Avec toutes ses activités, quelle est la valeur des échanges commerciaux entre les deux pays ?

Actuellement, cette valeur est de 300 millions d’euros. Le marché maghrébin devient de plus en plus intéressant pour les sociétés suédoises. Nous sommes notamment présents dans les domaines des télécommunications, de la transmission d’électricité, pharmaceutique, de l’industrie mécanique, du transport et de la construction, et nous exportons énormément de bois vers l’Algérie. Les importations de l’Algérie vers la Suède sont de l’ordre de 100 millions d’euros par an, et concernent surtout ses produits pétrochimiques.

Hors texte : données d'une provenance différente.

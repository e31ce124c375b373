//! twinkly-rt — realtime frame streaming for network-controlled LED strings.
//!
//! ARCHITECTURE
//! ============
//! - `device`: authenticated HTTP session and the realtime UDP link.
//! - `tween` / `color` / `pattern`: animation primitives and frame sources.
//! - `services`: the frame-pacing driver and the keep-alive task.
//! - `routes` / `state`: the small HTTP control plane.

pub mod color;
pub mod config;
pub mod device;
pub mod pattern;
pub mod routes;
pub mod services;
pub mod state;
pub mod tween;
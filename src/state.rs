//! Shared application state.
//!
//! DESIGN
//! ======
//! `AppState` is injected into Axum handlers via the `State` extractor. It
//! holds the `active` flag plus handles to the opacity and brightness tweens;
//! the tweens themselves are advanced by the frame driver, so handlers only
//! retrigger them and return immediately.

use std::sync::Arc;
use std::sync::atomic::{AtomicBool, Ordering};
use std::time::Duration;

use crate::tween::{Tweener, easing};

/// Shared application state, injected into Axum handlers via State extractor.
/// Cheap to clone: the flag is shared and tween handles point at the same slots.
#[derive(Clone)]
pub struct AppState {
    active: Arc<AtomicBool>,
    pub opacity: Tweener,
    pub brightness: Tweener,
    pub active_fade: Duration,
    pub brightness_fade: Duration,
}

impl AppState {
    #[must_use]
    pub fn new(
        active: bool,
        opacity: Tweener,
        brightness: Tweener,
        active_fade: Duration,
        brightness_fade: Duration,
    ) -> Self {
        Self { active: Arc::new(AtomicBool::new(active)), opacity, brightness, active_fade, brightness_fade }
    }

    #[must_use]
    pub fn is_active(&self) -> bool {
        self.active.load(Ordering::Acquire)
    }

    /// Record the new state and fade opacity toward fully on or fully off.
    pub fn set_active(&self, active: bool) {
        self.active.store(active, Ordering::Release);
        let target = if active { 1.0 } else { 0.0 };
        self.opacity
            .tween(target, self.active_fade, easing::ease_out);
    }

    /// Fade device brightness toward `percent` (clamped to 0–100).
    pub fn set_brightness(&self, percent: u8) {
        self.brightness
            .tween(f64::from(percent.min(100)), self.brightness_fade, easing::ease_in_out_cubic);
    }
}

/// Round an animated level to an integer percentage.
#[must_use]
#[allow(clippy::cast_possible_truncation, clippy::cast_sign_loss)]
pub(crate) fn percent(value: f64) -> u8 {
    if value.is_nan() {
        return 0;
    }
    value.round().clamp(0.0, 100.0) as u8
}

// =============================================================================
// TEST HELPERS
// =============================================================================

#[cfg(test)]
pub mod test_helpers {
    use super::*;
    use crate::tween::TweenManager;

    /// Create a test `AppState` with tweens registered on `manager`.
    #[must_use]
    pub fn test_app_state(manager: &mut TweenManager, active: bool) -> AppState {
        let opacity = manager.new_tweener(|_| {}, if active { 1.0 } else { 0.0 });
        let brightness = manager.new_tweener(|_| {}, 100.0);
        AppState::new(active, opacity, brightness, Duration::from_millis(2000), Duration::from_millis(1000))
    }
}
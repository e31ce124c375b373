//! Frame driver — paces tween updates and pattern frames to the device rate.
//!
//! DESIGN
//! ======
//! One task owns the tween scheduler and the frame source. Each tick it
//! advances every tween, renders a frame, applies the opacity fade and hands
//! the result to the realtime link. Enqueueing never waits on the network,
//! so a tick always finishes before the next one starts; a slow tick simply
//! skips the missed deadlines instead of bursting to catch up.
//!
//! The tick period follows the device's reported frame rate and is rebuilt
//! whenever a re-initialization reports a different one. Until the first
//! successful init the driver ticks at 25 fps and sends nothing.

use std::sync::Arc;
use std::time::Duration;

use tokio::time::{Instant, Interval, MissedTickBehavior};
use tracing::{debug, info};

use crate::color::{Frame, black_frame, fade_frame};
use crate::device::DeviceClient;
use crate::device::realtime::FrameError;
use crate::pattern::FrameSource;
use crate::state::percent;
use crate::tween::{TweenManager, Tweener};

const DEFAULT_FRAME_INTERVAL: Duration = Duration::from_millis(40);

pub struct FrameDriver<S> {
    device: Arc<DeviceClient>,
    tweens: TweenManager,
    opacity: Tweener,
    source: S,
    started: Instant,
    black: Frame,
}

impl<S: FrameSource> FrameDriver<S> {
    /// `opacity` must be registered on `tweens`.
    #[must_use]
    pub fn new(device: Arc<DeviceClient>, tweens: TweenManager, opacity: Tweener, source: S) -> Self {
        Self { device, tweens, opacity, source, started: Instant::now(), black: Frame::new() }
    }

    /// Run until a frame cannot be encoded.
    ///
    /// # Errors
    ///
    /// Returns the [`FrameError`] that stopped the loop.
    pub async fn run(mut self) -> Result<(), FrameError> {
        let mut period = DEFAULT_FRAME_INTERVAL;
        let mut interval = frame_interval(Instant::now(), period);
        loop {
            interval.tick().await;
            self.tick().await?;

            let next = self
                .device
                .session()
                .device_info()
                .await
                .map_or(DEFAULT_FRAME_INTERVAL, |i| i.frame_interval());
            if next != period {
                info!(period_ms = next.as_millis(), "frame interval changed");
                period = next;
                interval = frame_interval(Instant::now() + period, period);
            }
        }
    }

    /// One frame: advance tweens, render, fade, enqueue.
    ///
    /// Returns whether a frame was queued.
    ///
    /// # Errors
    ///
    /// Returns [`FrameError`] when the device profile cannot be encoded.
    pub async fn tick(&mut self) -> Result<bool, FrameError> {
        self.tick_at(Instant::now()).await
    }

    pub(crate) async fn tick_at(&mut self, now: Instant) -> Result<bool, FrameError> {
        self.tweens.update_at(now.into_std());

        let Some(info) = self.device.session().device_info().await else {
            return Ok(false);
        };
        let leds = info.number_of_leds;

        let opacity = self.opacity.value().clamp(0.0, 1.0);
        if opacity <= 0.0 {
            if self.black.len() != leds {
                self.black = black_frame(leds);
            }
            return self.device.send_frame(&self.black).await;
        }

        let frame = self
            .source
            .frame(leds, now.saturating_duration_since(self.started));
        if opacity < 1.0 {
            self.device
                .send_frame(&fade_frame(&frame, opacity))
                .await
        } else {
            self.device.send_frame(&frame).await
        }
    }
}

fn frame_interval(start: Instant, period: Duration) -> Interval {
    let mut interval = tokio::time::interval_at(start, period);
    interval.set_missed_tick_behavior(MissedTickBehavior::Skip);
    interval
}

/// Tween callback that forwards brightness levels to the device.
///
/// Levels are rounded to whole percent and repeated values are dropped, so a
/// one-second fade issues at most one request per percent step.
pub fn brightness_callback(device: Arc<DeviceClient>) -> impl FnMut(f64) + Send + 'static {
    let mut last = None;
    move |value| {
        let level = percent(value);
        if last == Some(level) {
            return;
        }
        last = Some(level);
        if !device.request_brightness(level) {
            debug!(level, "brightness coalesced into in-flight request");
        }
    }
}

#[cfg(test)]
#[path = "driver_test.rs"]
mod tests;
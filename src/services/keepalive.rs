//! Keep-alive — periodic full re-initialization of the device session.
//!
//! The device drops realtime mode and expires tokens on its own schedule.
//! Re-running the complete init sequence on a fixed cadence recovers from
//! both without the driver having to notice. A failed refresh is logged and
//! retried on the next tick; the previous token and link stay in place.

use std::sync::Arc;
use std::time::Duration;

use tokio::task::JoinHandle;
use tokio::time::{Instant, MissedTickBehavior};
use tracing::{info, warn};

use crate::device::DeviceClient;

/// Spawn the keep-alive task. The first refresh happens one period from now;
/// startup performs its own init.
pub fn spawn_keepalive_task(device: Arc<DeviceClient>, every: Duration) -> JoinHandle<()> {
    info!(every_secs = every.as_secs(), "device keep-alive configured");
    tokio::spawn(async move {
        let mut ticker = tokio::time::interval_at(Instant::now() + every, every);
        ticker.set_missed_tick_behavior(MissedTickBehavior::Skip);
        loop {
            ticker.tick().await;
            refresh(&device).await;
        }
    })
}

/// Re-run the device init sequence once. Returns whether it succeeded.
pub async fn refresh(device: &DeviceClient) -> bool {
    match device.init().await {
        Ok(_) => true,
        Err(e) => {
            warn!(error = %e, "device keep-alive failed; retrying next period");
            false
        }
    }
}

#[cfg(test)]
#[path = "keepalive_test.rs"]
mod tests;
//! Pixel colors and frames.
//!
//! Channels are `f64` in the byte range so interpolation can carry fractional
//! intensities; they are clamped and truncated only when packed for the wire.

use serde::{Deserialize, Serialize};

/// One pixel. `w` is only meaningful on 4-channel (RGBW) devices.
#[derive(Debug, Clone, Copy, PartialEq, Default, Serialize, Deserialize)]
pub struct Color {
    pub r: f64,
    pub g: f64,
    pub b: f64,
    #[serde(default, skip_serializing_if = "Option::is_none")]
    pub w: Option<f64>,
}

/// An ordered pixel buffer, one entry per LED.
pub type Frame = Vec<Color>;

impl Color {
    pub const BLACK: Self = Self { r: 0.0, g: 0.0, b: 0.0, w: None };

    #[must_use]
    pub const fn rgb(r: f64, g: f64, b: f64) -> Self {
        Self { r, g, b, w: None }
    }

    #[must_use]
    pub const fn rgbw(r: f64, g: f64, b: f64, w: f64) -> Self {
        Self { r, g, b, w: Some(w) }
    }

    /// Linear interpolation; `t = 0` yields `self`, `t = 1` yields `other`.
    #[must_use]
    pub fn lerp(&self, other: &Self, t: f64) -> Self {
        let w = match (self.w, other.w) {
            (None, None) => None,
            (a, b) => Some(lerp(a.unwrap_or(0.0), b.unwrap_or(0.0), t)),
        };
        Self { r: lerp(self.r, other.r, t), g: lerp(self.g, other.g, t), b: lerp(self.b, other.b, t), w }
    }

    /// Scale every channel toward black by `opacity` (`1` keeps the color).
    #[must_use]
    pub fn scaled(&self, opacity: f64) -> Self {
        Self::BLACK.lerp(self, opacity)
    }
}

fn lerp(a: f64, b: f64, t: f64) -> f64 {
    a + (b - a) * t
}

/// Convert a channel intensity to its wire byte.
#[must_use]
#[allow(clippy::cast_possible_truncation, clippy::cast_sign_loss)]
pub fn channel_byte(value: f64) -> u8 {
    if value.is_nan() {
        return 0;
    }
    value.clamp(0.0, 255.0) as u8
}

/// Pixel-wise interpolation between two frames of equal length.
///
/// Extra pixels in the longer frame are ignored.
#[must_use]
pub fn lerp_frame(a: &[Color], b: &[Color], t: f64) -> Frame {
    a.iter().zip(b).map(|(ca, cb)| ca.lerp(cb, t)).collect()
}

/// Blend a frame toward black by `opacity`.
#[must_use]
pub fn fade_frame(frame: &[Color], opacity: f64) -> Frame {
    frame.iter().map(|c| c.scaled(opacity)).collect()
}

#[must_use]
pub fn black_frame(number_of_leds: usize) -> Frame {
    vec![Color::BLACK; number_of_leds]
}

#[cfg(test)]
#[path = "color_test.rs"]
mod tests;
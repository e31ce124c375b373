//! Device client — one authenticated session plus its realtime UDP link.
//!
//! DESIGN
//! ======
//! `DeviceClient` is the single owner of everything tied to one device: the
//! HTTP session (token + metadata) and the realtime link (socket + writer).
//! It is shared by `Arc` between the frame driver, the keep-alive task and
//! HTTP handlers; nothing about the device lives in globals.
//!
//! ERROR HANDLING
//! ==============
//! Transport and protocol failures are logged and returned as `DeviceError`
//! so callers can decide to carry on. Frame encoding errors (`FrameError`)
//! are configuration mistakes and propagate to the caller unchanged.

pub mod realtime;
pub mod session;
pub mod transport;
pub mod types;

#[cfg(test)]
pub(crate) mod test_helpers;

use std::net::SocketAddr;
use std::sync::{Arc, OnceLock};
use std::sync::atomic::{AtomicBool, AtomicU8, Ordering};

use tokio::sync::RwLock;
use tracing::{debug, info, warn};

use crate::color::Color;
use realtime::{FrameError, RealtimeLink, encode_frame};
use session::Session;
use transport::HttpTransport;
use types::{DeviceError, DeviceInfo, LedMode};

pub struct DeviceClient {
    session: Session,
    realtime_target: SocketAddr,
    link: RwLock<Option<RealtimeLink>>,
    brightness_in_flight: AtomicBool,
    brightness_target: AtomicU8,
    /// Mode the device was in before the first switch to realtime.
    restore_mode: OnceLock<LedMode>,
}

impl DeviceClient {
    #[must_use]
    pub fn new(transport: Arc<dyn HttpTransport>, realtime_target: SocketAddr) -> Self {
        Self {
            session: Session::new(transport),
            realtime_target,
            link: RwLock::new(None),
            brightness_in_flight: AtomicBool::new(false),
            brightness_target: AtomicU8::new(100),
            restore_mode: OnceLock::new(),
        }
    }

    #[must_use]
    pub fn session(&self) -> &Session {
        &self.session
    }

    /// Full (re)initialization: login, verify, read metadata, switch to
    /// realtime mode and replace the UDP link.
    ///
    /// # Errors
    ///
    /// Returns the first [`DeviceError`] encountered; later steps are skipped.
    pub async fn init(&self) -> Result<DeviceInfo, DeviceError> {
        self.session.login_and_verify().await?;
        let info = self.session.get_device_info().await?;
        self.remember_mode().await;
        self.session.set_mode(LedMode::Rt).await?;
        self.reset_realtime().await?;
        info!(
            leds = info.number_of_leds,
            bytes_per_led = info.bytes_per_led,
            frame_rate = info.frame_rate,
            "device ready for realtime streaming"
        );
        Ok(info)
    }

    /// Record the device's own mode once, before realtime takes over.
    async fn remember_mode(&self) {
        if self.restore_mode.get().is_some() {
            return;
        }
        match self.session.get_mode().await {
            Ok(LedMode::Rt) => debug!("device already in realtime mode; nothing to restore"),
            Ok(mode) => {
                debug!(mode = mode.as_str(), "remembering device mode");
                let _ = self.restore_mode.set(mode);
            }
            Err(e) => warn!(error = %e, "could not read device mode"),
        }
    }

    /// Hand the device back: close the realtime link and restore the mode it
    /// had before the first init (`movie` when unknown).
    ///
    /// # Errors
    ///
    /// Returns the [`DeviceError`] from the mode change. The link is closed
    /// either way.
    pub async fn release(&self) -> Result<LedMode, DeviceError> {
        *self.link.write().await = None;
        let mode = self
            .restore_mode
            .get()
            .copied()
            .unwrap_or(LedMode::Movie);
        self.session.set_mode(mode).await?;
        info!(mode = mode.as_str(), "device released");
        Ok(mode)
    }

    /// Open a fresh UDP link. The previous link is dropped, which stops its
    /// writer and closes its socket.
    async fn reset_realtime(&self) -> Result<(), DeviceError> {
        let link = RealtimeLink::open(self.realtime_target)
            .await
            .map_err(|e| DeviceError::Transport(format!("realtime socket: {e}")))?;
        debug!(local_addr = %link.local_addr(), "realtime link replaced");
        *self.link.write().await = Some(link);
        Ok(())
    }

    pub async fn has_realtime_link(&self) -> bool {
        self.link.read().await.is_some()
    }

    /// Encode `frame` with the current token and queue it for transmission.
    ///
    /// Returns `Ok(false)` when nothing was queued: no session yet, no link,
    /// or the writer is backed up.
    ///
    /// # Errors
    ///
    /// Returns [`FrameError`] when the device profile cannot be encoded.
    pub async fn send_frame(&self, frame: &[Color]) -> Result<bool, FrameError> {
        let Some(info) = self.session.device_info().await else {
            return Ok(false);
        };
        let token = self.session.token().await;
        if token.is_empty() {
            return Ok(false);
        }

        let packets = encode_frame(&token.bytes, frame, info.bytes_per_led)?;
        let link = self.link.read().await;
        Ok(link.as_ref().is_some_and(|l| l.enqueue(packets)))
    }

    /// Request an output brightness without waiting for it.
    ///
    /// Only one brightness request is in flight at a time. A call made while
    /// one is running is not queued (returns `false`); it only records the
    /// newest target, which the running request sends once it finishes.
    pub fn request_brightness(self: &Arc<Self>, percent: u8) -> bool {
        self.brightness_target
            .store(percent.min(100), Ordering::Release);
        if self.brightness_in_flight.swap(true, Ordering::AcqRel) {
            debug!(percent, "brightness request in flight; skipping");
            return false;
        }
        let client = Arc::clone(self);
        tokio::spawn(async move { client.flush_brightness().await });
        true
    }

    /// Caller must have set `brightness_in_flight`.
    async fn flush_brightness(&self) {
        let mut sent = None;
        loop {
            let percent = self.brightness_target.load(Ordering::Acquire);
            if sent != Some(percent) {
                if let Err(e) = self.session.set_brightness(percent).await {
                    warn!(error = %e, percent, "brightness update failed");
                }
                sent = Some(percent);
                continue;
            }
            self.brightness_in_flight
                .store(false, Ordering::Release);
            // A request may have landed between the load and the store.
            if self.brightness_target.load(Ordering::Acquire) == percent
                || self.brightness_in_flight.swap(true, Ordering::AcqRel)
            {
                return;
            }
        }
    }
}

#[cfg(test)]
#[path = "mod_test.rs"]
mod tests;
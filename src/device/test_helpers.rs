//! Scripted in-memory device used by session, client and driver tests.

use std::sync::{Mutex, MutexGuard};
use std::time::Duration;

use base64::Engine as _;
use base64::engine::general_purpose::STANDARD as BASE64_STANDARD;

use super::transport::HttpTransport;
use super::types::{DeviceError, DeviceInfo, DeviceRequest, DeviceResponse, LedMode, Method};

#[derive(Default)]
struct MockState {
    logins: usize,
    verifies: usize,
    issued: Option<String>,
    valid: Option<String>,
    requests: Vec<DeviceRequest>,
    mode: Option<LedMode>,
    brightness: Vec<u64>,
}

/// Fake device: issues `token-N` (base64) on the N-th login, accepts it after
/// verify, and answers 401 to anything carrying another token.
pub struct MockDevice {
    state: Mutex<MockState>,
    pub info: DeviceInfo,
    pub login_delay: Duration,
    pub request_delay: Duration,
    pub login_error_code: Option<i64>,
    pub always_unauthorized: bool,
}

impl MockDevice {
    #[must_use]
    pub fn new(info: DeviceInfo) -> Self {
        Self {
            state: Mutex::new(MockState::default()),
            info,
            login_delay: Duration::ZERO,
            request_delay: Duration::ZERO,
            login_error_code: None,
            always_unauthorized: false,
        }
    }

    fn state(&self) -> MutexGuard<'_, MockState> {
        self.state.lock().unwrap()
    }

    pub fn logins(&self) -> usize {
        self.state().logins
    }

    pub fn verifies(&self) -> usize {
        self.state().verifies
    }

    pub fn requests(&self) -> Vec<DeviceRequest> {
        self.state().requests.clone()
    }

    pub fn mode(&self) -> Option<LedMode> {
        self.state().mode
    }

    /// Put the device in `mode` as if set from the vendor app.
    pub fn preset_mode(&self, mode: LedMode) {
        self.state().mode = Some(mode);
    }

    pub fn brightness_calls(&self) -> Vec<u64> {
        self.state().brightness.clone()
    }

    /// Expire the current token, as the device does after its session timeout.
    pub fn expire_token(&self) {
        self.state().valid = None;
    }

    pub fn encoded_token(n: usize) -> String {
        BASE64_STANDARD.encode(format!("token-{n}"))
    }

    fn reply(status: u16, body: serde_json::Value) -> Result<DeviceResponse, DeviceError> {
        Ok(DeviceResponse { status, body })
    }
}

#[async_trait::async_trait]
impl HttpTransport for MockDevice {
    async fn send(&self, request: DeviceRequest) -> Result<DeviceResponse, DeviceError> {
        self.state().requests.push(request.clone());

        match request.path.as_str() {
            "login" => {
                let n = {
                    let mut state = self.state();
                    state.logins += 1;
                    state.logins
                };
                if !self.login_delay.is_zero() {
                    tokio::time::sleep(self.login_delay).await;
                }
                if let Some(code) = self.login_error_code {
                    return Self::reply(200, serde_json::json!({ "code": code }));
                }
                let token = Self::encoded_token(n);
                self.state().issued = Some(token.clone());
                Self::reply(
                    200,
                    serde_json::json!({
                        "authentication_token": token,
                        "authentication_token_expires_in": 14400,
                        "challenge-response": format!("response-{n}"),
                        "code": 1000
                    }),
                )
            }
            "verify" => {
                let mut state = self.state();
                state.verifies += 1;
                if request.token.is_some() && request.token == state.issued {
                    state.valid = state.issued.clone();
                    Self::reply(200, serde_json::json!({ "code": 1000 }))
                } else {
                    Self::reply(401, serde_json::Value::Null)
                }
            }
            path => {
                if !self.request_delay.is_zero() {
                    tokio::time::sleep(self.request_delay).await;
                }
                let mut state = self.state();
                if self.always_unauthorized || request.token.is_none() || request.token != state.valid {
                    return Self::reply(401, serde_json::Value::Null);
                }
                match (path, request.method) {
                    ("gestalt", Method::Get) => Self::reply(
                        200,
                        serde_json::json!({
                            "number_of_led": self.info.number_of_leds,
                            "bytes_per_led": self.info.bytes_per_led,
                            "frame_rate": self.info.frame_rate,
                            "code": 1000
                        }),
                    ),
                    ("led/mode", Method::Get) => {
                        let mode = state.mode.unwrap_or(LedMode::Movie);
                        Self::reply(200, serde_json::json!({ "mode": mode, "code": 1000 }))
                    }
                    ("led/mode", Method::Post) => {
                        let mode = request
                            .body
                            .as_ref()
                            .and_then(|b| b.get("mode").cloned())
                            .and_then(|m| serde_json::from_value(m).ok());
                        state.mode = mode;
                        Self::reply(200, serde_json::json!({ "code": 1000 }))
                    }
                    ("led/out/brightness", Method::Post) => {
                        let value = request
                            .body
                            .as_ref()
                            .and_then(|b| b.get("value"))
                            .and_then(serde_json::Value::as_u64)
                            .unwrap_or_default();
                        state.brightness.push(value);
                        Self::reply(200, serde_json::json!({ "code": 1000 }))
                    }
                    _ => Self::reply(404, serde_json::json!("not found")),
                }
            }
        }
    }
}
impl Session {
    /// Session wired to adb, the external matcher and the placeholder
    /// identifier
    pub fn new(config: Config) -> Self {
        let screen = AdbScreenSource::from_config(&config);
        let matcher = CommandMatcher::new(config.matcher_program.clone());
        let translator = PlaceholderTranslator::new(config.placeholder_identifier.clone());
        Self::with_collaborators(
            config,
            Box::new(screen),
            Box::new(matcher),
            Box::new(translator),
        )
    }

    pub fn with_collaborators(
        config: Config,
        screen: Box<dyn ScreenSource>,
        matcher: Box<dyn TemplateMatcher>,
        translator: Box<dyn NameTranslator>,
    ) -> Self {
        let store = ElementStore::new(StorageLayout::new(config.input_dir()));
        let selection = SelectionMachine::new(config.min_selection_side);
        Self {
            config,
            source: None,
            transform: DisplayTransform::default(),
            selection,
            cropped: None,
            store,
            screen,
            matcher,
            translator,
            busy: false,
        }
    }

    pub fn config(&self) -> &Config {
        &self.config
    }

    pub fn source(&self) -> Option<&RgbaImage> {
        self.source.as_ref()
    }

    pub fn transform(&self) -> &DisplayTransform {
        &self.transform
    }

    pub fn cropped(&self) -> Option<&RgbaImage> {
        self.cropped.as_ref()
    }

    pub fn elements(&self) -> &[ElementRecord] {
        self.store.records()
    }

    /// Rectangle to draw on the canvas
    pub fn visual_selection(&self) -> Option<SelectionGesture> {
        self.selection.visual()
    }

    #[cfg(test)]
    pub fn is_busy(&self) -> bool {
        self.busy
    }

    /// Mark a blocking capture as in flight. Fails when one already is.
    pub fn try_begin_busy(&mut self) -> Result<()> {
        if self.busy {
            return Err(LabelerError::Busy);
        }
        self.busy = true;
        Ok(())
    }

    pub fn end_busy(&mut self) {
        self.busy = false;
    }

    /// Replace the screenshot and refit it to the canvas
    pub fn load_source(&mut self, image: RgbaImage) {
        self.transform = DisplayTransform::fit(
            self.config.canvas_width,
            self.config.canvas_height,
            image.width(),
            image.height(),
        );
        debug!(
            "Loaded {}x{} source, scale {:.4}",
            image.width(),
            image.height(),
            self.transform.scale_factor()
        );
        self.source = Some(image);
        self.selection.reset();
        self.cropped = None;
    }

    pub fn load_source_file(&mut self, path: &Path) -> Result<()> {
        let image = image::open(path)
            .map_err(|e| LabelerError::image(path, e))?
            .to_rgba8();
        self.load_source(image);
        Ok(())
    }

    /// Take a fresh device screenshot and show it
    pub fn capture(&mut self) -> Result<()> {
        let path = self.screen.capture()?;
        self.load_source_file(&path)?;
        info!("Screenshot loaded from {:?}", path);
        Ok(())
    }

    pub fn press(&mut self, x: f64, y: f64) {
        if self.source.is_none() {
            return;
        }
        let point = self.transform.clamp(CanvasPoint::new(x, y));
        self.selection.press(point);
        self.cropped = None;
    }

    pub fn drag(&mut self, x: f64, y: f64) {
        let point = self.transform.clamp(CanvasPoint::new(x, y));
        self.selection.drag(point);
    }

    /// Finish the drag. Returns the new crop when the selection was kept,
    /// a rejected selection leaves no crop behind.
    pub fn release(&mut self, x: f64, y: f64) -> Option<&RgbaImage> {
        let point = self.transform.clamp(CanvasPoint::new(x, y));
        let source_box = self
            .selection
            .release(point)
            .and_then(|gesture| self.transform.source_box(&gesture));

        self.cropped = match (source_box, self.source.as_ref()) {
            (Some(source_box), Some(source)) => Some(crop(source, &source_box)),
            _ => None,
        };
        self.cropped.as_ref()
    }

    /// Source box of the finalized selection
    pub fn selected_box(&self) -> Option<SourceBox> {
        let gesture = self.selection.finalized()?;
        self.transform.source_box(&gesture)
    }

    pub fn save(&mut self, display_name: &str) -> Result<&ElementRecord> {
        self.save_at(display_name, &Local::now().naive_local())
    }

    /// Save the current selection under `display_name`, timestamped `at`.
    /// The crop is recomputed from the stored gesture.
    pub fn save_at(&mut self, display_name: &str, at: &NaiveDateTime) -> Result<&ElementRecord> {
        let display_name = validate_name(display_name)?;
        let source = self.source.as_ref().ok_or(LabelerError::NoSource)?;
        let source_box = self.selected_box().ok_or(LabelerError::NoSelection)?;

        let identifier = identifier_for(
            self.translator.as_ref(),
            display_name,
            &self.config.placeholder_identifier,
        );
        self.store
            .save(display_name, &identifier, source, &source_box, at)
    }

    pub fn delete(&mut self, index: usize) -> Result<ElementRecord> {
        self.store.delete(index)
    }

    /// Capture a fresh screenshot and look for the element in it. On a match
    /// the matcher's result image replaces the current source.
    pub fn verify(&mut self, index: usize) -> Result<()> {
        let template = self.store.get(index)?.absolute_path.clone();
        let screenshot = self.screen.capture()?;

        let outcome = self.matcher.find(&screenshot, &template)?;
        let Some(region_image) = outcome.region_image else {
            info!("No match for {:?} ({})", template, outcome.status);
            return Err(LabelerError::NotFound);
        };

        info!("Matched {:?} ({})", template, outcome.status);
        self.load_source_file(&region_image)
    }

    pub fn export_snippet(&self, index: usize) -> Result<String> {
        self.store.export_snippet(index)
    }
}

Alors que le plan quinquennal du président de la République a fait bouger les services commerciaux des ambassades pour améliorer leur chiffre d’affaires, quelques pays, comme la Suède, restent absents. Pourquoi ?

Souvent, ce sont les pays voisins avec lesquels on fait les affaires les plus fructueuses. C’est normal pour la plupart des régions au monde. Cela devrait aussi être le cas dans le Maghreb. Concernant l’Algérie, c’est le Bassin méditerranéen, France, l’Espagne, l’Italie… Chez nous, c’est autour de la mer Baltique : c’est-à-dire la Norvège, le Danemark, la Finlande, l’Allemagne, la Pologne, la Russie…

Hélas, nous ne sommes que 9 millions d’habitants en Suède, et nous n’avons pas la même force que la France en Algérie. Mais je ne suis pas d’accord avec vous. La Suède n’est pas absente. La semaine prochaine, notre vice-ministre du Commerce sera à Alger pour des entretiens avec plusieurs ministères. La Suède est aussi présente à travers une vingtaine de sociétés suédoises et algéro-suédoises et d’autres vont venir, aussitôt que le climat des affaires en Algérie sera plus compréhensible. Depuis quelque temps, j’ai constaté qu’il y a de plus en plus de sociétés suédoises qui s’intéressent et voudraient participer aux appels d’offres lesquels, après une certaine accalmie, semblent redémarrer. L’Algérie, et tout le Maghreb d’ailleurs, sont prioritaires pour mon pays.

Par quel biais les sociétés suédoises entendent-elles parler de ces appels d’offres algériens ?

Il y a plusieurs sites auxquels on peut être abonné. L’ambassade est l’un de ces abonnés. Nous avons également le Bureau du conseil du commerce de Suède (Swedish Trade Council) qui récolte toutes les informations commerciales susceptibles d’intéresser les investisseurs suédois.